Un par de años más tarde, en el instituto ya, cuando tuve mi segundo tonteo con el tema. Mi compañero de delante, que era de Jaén y a mi me ponía burrísima, solía llevar encima un par de ellos para pasar las aburridas horas de clase. Un día nos propuso fumarnos uno antes de entrar en clase de Historia, y yo recordando mi primera experiencia le dije que si, y si me hubiera dicho que nos amputáramos un brazo también hubiese aceptado, que yo lo que quería era tirármelo (cosa que nunca sucedió, cachis, eso si, me harté a fumar porros con él…así repetí COU, jaja).
Pero aquel día si que me subió, vaya que si lo hizo. Y me metí en clase de Historia con un pedazo tal que no era capaz de coger ni un sólo apunte, flipando pepinillos con lo que nos estaba contando la II Guerra Mundial, y no os podéis imaginar lo que aluciné con la narración del desembarco de Normandía. Tanto, que después de pedirle los apuntes al empollón de la clase, decidí que no volvería a fumar antes de la clase de Historia. Pero si en la de filosofía, matemáticas y literatura, jajaja.
Además, los sábados por la tarde quedábamos después de hacer un fondo común para comprar chocolate, papel y el tabaco, para reunirnos en esos garitos (lagrimilla recordando) dónde no sólo se podía fumar tabaco, si no también porros mientras te tomabas una cerveza sin que al dueño le diera un parraque o llamase a la policía. Por suerte para mí, había un bar de este tipo justo en la calle paralela a mi casa. Suerte principalmente por la cercanía a mi cama sin tener que pasar por enrevesados transbordos de metro que siempre han sido un coñazo y más en ese estado, pero por otro lado era una putada eso de tener que quitarte el ciego del todo en menos de cincuenta metros para hacer una entrada en casa lo suficiente creible como si hubieses pasado la tarde en el burger king celebrando el cumpleaños de un amigo. Y los ojos los llevabas rojos del humo, claro.
Después de esta época, conocí al que fue mi marido, que al ser 16 años mayor que yo, pues claro, se había hartado de fumar porros.

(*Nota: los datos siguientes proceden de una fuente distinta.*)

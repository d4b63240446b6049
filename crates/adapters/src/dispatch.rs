// SPDX-License-Identifier: BUSL-1.1
// Copyright (c) 2026 Alfred Jean LLC

//! Dispatch service contract: post a message into an agent's channel.

use async_trait::async_trait;
use sf_core::AgentId;

#[derive(Debug, thiserror::Error)]
pub enum DispatchError {
    #[error("agent {0} has no channel")]
    NoChannel(AgentId),
    #[error("dispatch backend: {0}")]
    Backend(String),
}

#[async_trait]
pub trait Dispatch: Send + Sync {
    async fn notify_agent(
        &self,
        agent: &AgentId,
        kind: &str,
        body: &str,
        meta: serde_json::Value,
    ) -> Result<(), DispatchError>;
}

/// Dispatch that drops notifications with a log line. Used where the
/// platform messaging service is not wired in (one-shot CLI invocations).
#[derive(Default, Clone, Copy)]
pub struct NoopDispatch;

impl NoopDispatch {
    pub fn new() -> Self {
        Self
    }
}

#[async_trait]
impl Dispatch for NoopDispatch {
    async fn notify_agent(
        &self,
        agent: &AgentId,
        kind: &str,
        _body: &str,
        _meta: serde_json::Value,
    ) -> Result<(), DispatchError> {
        tracing::info!(agent = %agent, kind, "dropping notification (no dispatch backend)");
        Ok(())
    }
}

/// Notification recorded by [`FakeDispatch`].
#[cfg(any(test, feature = "test-support"))]
#[derive(Debug, Clone, PartialEq)]
pub struct Notification {
    pub agent: AgentId,
    pub kind: String,
    pub body: String,
    pub meta: serde_json::Value,
}

#[cfg(any(test, feature = "test-support"))]
#[derive(Default)]
pub struct FakeDispatch {
    sent: parking_lot::Mutex<Vec<Notification>>,
}

#[cfg(any(test, feature = "test-support"))]
impl FakeDispatch {
    pub fn new() -> Self {
        Self::default()
    }

    pub fn sent(&self) -> Vec<Notification> {
        self.sent.lock().clone()
    }
}

#[cfg(any(test, feature = "test-support"))]
#[async_trait]
impl Dispatch for FakeDispatch {
    async fn notify_agent(
        &self,
        agent: &AgentId,
        kind: &str,
        body: &str,
        meta: serde_json::Value,
    ) -> Result<(), DispatchError> {
        self.sent.lock().push(Notification {
            agent: agent.clone(),
            kind: kind.to_string(),
            body: body.to_string(),
            meta,
        });
        Ok(())
    }
}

Durante nuestro noviazgo tuve una época en la que me daban mogollón de paranoia fumarlos, me sentaban fatal, por lo que lo dejé durante varios años hasta que ya casada, conocimos a una pareja y que casualidad, también los fumaban. Con ellos probé por primera vez la maria, ojú que jartá a reir. Así que los fines de semana, en mi casa o en la suya, pasábamos las tardes viendo pelis o jugando a algo, hasta que nos despertábamos en el sofá el domingo por la mañana. Debía de ser que ya sin la presión de que me fuerna a pillar mis padres, aquello empezó a sentarme de puta madre. El caso es que a mi no me apijorran como le pasa a la inmensa mayoría, si no que me sale la vena creativa. Ni que decir que muchos post de este blog están escritos bajo el efecto de la maría, por lo que entiendo que Shakespeare y Oscar Wilde escribieran bajo su efecto (a ver, no me estoy comparando con ellos, diox me libre).
Y ni que decir tiene que follar fumada mola un huevo, cada caricia se siente el doble y los orgasmos son increibles, mucho más intensos.
En fin, que deseando estoy que llegue la nochevieja para darle unas caladitas a uno…
Ah, bueno, y antes de acabar una recomendación por si hay algún menor leyendo esto, fumar porros mola, pero no mientras estudias y bla bla… a los mayores de edad no os digo nada, haced lo que os plazca.
Modo abuela cebolleta off. Legalización ya, coñe.